Mme Nelly Guichard (PDC). Bien que je sois moi-même tout à fait favorable à la naturopathie et que je respecte, d'une manière générale, le travail effectué, je trouve que la procédure utilisée - dépôt d'un projet de loi - est peu adéquate. Tout cela est trop détaillé pour figurer dans une loi. Il me semble que cela aurait plutôt sa place dans un règlement et, même avec un texte aussi abondant, je doute que nous ayons fait le tour du sujet.
Je crains fort que nous nous trouvions au centre d'une tourmente entre ceux qui auront réussi à se faire inscrire dans la loi et tous ceux - et ils seront nombreux - qui se sentiront exclus. Mes craintes sont les mêmes en ce qui concerne les médicaments et autres potions plus ou moins magiques, qui font inévitablement partie du traitement.
Il est vrai que le projet de loi sur les professions médicales dont on parlera plus tard est pernicieux par certains de ses articles. Il rend carrément illégal les soins en médecine parallèle ou, comme mes préopinants l'ont dit, en médecine douce. Je réprouve également totalement cette position excessive.

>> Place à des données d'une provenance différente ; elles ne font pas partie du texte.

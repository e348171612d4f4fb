// Copyright 2025 Irreducible Inc.

use std::collections::HashMap;

use crate::{node::NodeId, tensor::Tensor};

/// Whether a run is part of a training step.
///
/// Layers read it through [`crate::Op::Mode`]; routing itself never depends on it.
#[derive(Debug, Clone, Copy, PartialEq, Eq, Hash, Default)]
pub enum Mode {
	Train,
	#[default]
	Eval,
}

impl Mode {
	pub const fn flag(self) -> f32 {
		match self {
			Self::Train => 1.0,
			Self::Eval => 0.0,
		}
	}
}

/// Values bound to graph nodes for a single run.
///
/// Placeholders must be fed. Any other node may be fed as well, in which case the fed value
/// replaces the computed one and gradients do not flow through it.
#[derive(Debug, Clone, Default)]
pub struct Feed {
	mode: Option<Mode>,
	values: HashMap<NodeId, Tensor>,
}

impl Feed {
	pub fn new() -> Self {
		Self::default()
	}

	pub fn with(mut self, node: NodeId, value: Tensor) -> Self {
		self.insert(node, value);
		self
	}

	pub fn with_mode(mut self, mode: Mode) -> Self {
		self.mode = Some(mode);
		self
	}

	pub fn insert(&mut self, node: NodeId, value: Tensor) {
		self.values.insert(node, value);
	}

	/// The mode of the run; evaluation unless set.
	pub fn mode(&self) -> Mode {
		self.mode.unwrap_or_default()
	}

	pub fn get(&self, node: NodeId) -> Option<&Tensor> {
		self.values.get(&node)
	}

	pub fn contains(&self, node: NodeId) -> bool {
		self.values.contains_key(&node)
	}

	/// Layers `overrides` on top of `self`: every value and the mode set in `overrides` win.
	pub fn overridden_by(mut self, overrides: &Feed) -> Self {
		if let Some(mode) = overrides.mode {
			self.mode = Some(mode);
		}
		self.values
			.extend(overrides.values.iter().map(|(&node, value)| (node, value.clone())));
		self
	}
}

#[cfg(test)]
mod tests {
	use super::*;

	#[test]
	fn test_default_mode_is_eval() {
		assert_eq!(Feed::new().mode(), Mode::Eval);
		assert_eq!(Feed::new().with_mode(Mode::Train).mode(), Mode::Train);
	}

	#[test]
	fn test_overrides_win() {
		let base = Feed::new()
			.with_mode(Mode::Train)
			.with(NodeId(0), Tensor::scalar(1.0))
			.with(NodeId(1), Tensor::scalar(2.0));
		let overrides = Feed::new()
			.with_mode(Mode::Eval)
			.with(NodeId(1), Tensor::scalar(3.0));
		let merged = base.overridden_by(&overrides);
		assert_eq!(merged.mode(), Mode::Eval);
		assert_eq!(merged.get(NodeId(0)), Some(&Tensor::scalar(1.0)));
		assert_eq!(merged.get(NodeId(1)), Some(&Tensor::scalar(3.0)));
	}

	#[test]
	fn test_unset_mode_does_not_override() {
		let merged = Feed::new()
			.with_mode(Mode::Train)
			.overridden_by(&Feed::new());
		assert_eq!(merged.mode(), Mode::Train);
	}
}
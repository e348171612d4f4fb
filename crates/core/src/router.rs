// Copyright 2025 Irreducible Inc.

use std::ops::Range;

use condnet_graph::{GraphBuilder, NodeId, ParamId};
use condnet_layers::{Chain, Layer, LayerOutputs, LinTrans};
use condnet_utils::ensure;
use getset::CopyGetters;

use crate::{error::Error, tree::TreeNode};

/// What a router generator knows about the layer it routes for.
#[derive(Debug, Clone, Copy, PartialEq, Eq)]
pub struct RouterContext {
	/// Arena index of the routed layer.
	pub layer: usize,
	/// Number of branches the router must score.
	pub n_sinks: usize,
	/// Width of the layer output the router reads.
	pub input_width: usize,
	pub depth: usize,
}

/// Builds the router of a branching layer.
pub trait RouterGen {
	fn generate(&self, context: &RouterContext) -> Box<dyn Layer>;
}

impl<F> RouterGen for F
where
	F: Fn(&RouterContext) -> Box<dyn Layer>,
{
	fn generate(&self, context: &RouterContext) -> Box<dyn Layer> {
		self(context)
	}
}

/// Scores the branches with a single affine map of the layer output.
pub fn linear_router(context: &RouterContext) -> Box<dyn Layer> {
	Box::new(LinTrans::new(context.n_sinks))
}

/// A linked router.
#[derive(Debug, Clone, PartialEq, CopyGetters)]
pub struct Router {
	/// Branch scores in `x`, one column per sink. The identity router of a non-branching layer
	/// forwards the layer output and scores nothing.
	#[get_copy = "pub"]
	outputs: LayerOutputs,
	#[get_copy = "pub"]
	n_branches: usize,
	params: Range<usize>,
}

impl Router {
	pub fn params(&self) -> impl Iterator<Item = ParamId> {
		self.params.clone().map(ParamId::new)
	}

	/// Score of branch `index`, as a per-sample column.
	pub(crate) fn score(&self, builder: &mut GraphBuilder, index: usize) -> Result<NodeId, Error> {
		Ok(builder.column(self.outputs.x, index)?)
	}
}

/// Links the router of layer `index`: the identity for fewer than two sinks, otherwise whatever
/// `router_gen` builds, checked to score every sink.
pub(crate) fn link_router(
	builder: &mut GraphBuilder,
	index: usize,
	node: &TreeNode,
	mode: NodeId,
	router_gen: &dyn RouterGen,
) -> Result<Router, Error> {
	let input = node.outputs().x;
	let n_sinks = node.sinks().len();
	let layer: Box<dyn Layer> = if n_sinks < 2 {
		Box::new(Chain::identity())
	} else {
		router_gen.generate(&RouterContext {
			layer: index,
			n_sinks,
			input_width: builder.shape(input)?.cols,
			depth: node.depth(),
		})
	};

	builder.push_namespace(format!("router{index}"));
	let first_param = builder.n_params();
	let outputs = layer.link(builder, input, None, mode)?;
	let params = first_param..builder.n_params();
	builder.pop_namespace()?;

	let n_branches = if n_sinks < 2 { 0 } else { n_sinks };
	if n_branches > 0 {
		let scores = builder.shape(outputs.x)?;
		ensure!(
			scores.cols == n_sinks,
			Error::RouterBranchMismatch {
				layer: index,
				expected: n_sinks,
				actual: scores.cols,
			}
		);
	}
	let c_mod = builder.shape(outputs.c_mod)?;
	ensure!(
		c_mod.is_scalar(),
		Error::InvalidLayerOutput {
			layer: index,
			what: "router modeling cost",
			shape: c_mod,
		}
	);

	Ok(Router {
		outputs,
		n_branches,
		params,
	})
}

En l'état, cependant, je ne comprends pas très bien pourquoi mes collègues n'ont pas choisi de proposer plutôt des amendements à la loi qui est devant la commission de la santé.

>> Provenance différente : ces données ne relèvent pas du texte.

// Copyright 2025 Irreducible Inc.

//! Small shared helpers for the condnet crates: early-return macros, environment flags and
//! tracing setup.

pub mod env;
pub mod error_utils;
pub mod tracing;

Le problème des sectes auquel on a voulu pallier par le projet de loi sur les professions médicales est un problème en soi, un vrai problème dans certains cercles des professions de la santé en général. Il n'y a donc aucune raison de faire preuve d'ostracisme à l'égard des naturopathes en particulier. On peut aussi se demander si ce projet de loi est en accord avec les directives de la LAMal, sans quoi il n'aurait pas beaucoup de sens.
Quoi qu'il en soit, comme il a déjà été dit, il a le mérite de mettre le sujet sur la table ; la commission de la santé aura de quoi s'occuper durant quelques longues séances et elle aura tout loisir de prendre connaissance d'une correspondance aussi abondante que contradictoire, pour traiter cette problématique délicate et complexe.
Ce projet est renvoyé à la commission de la santé.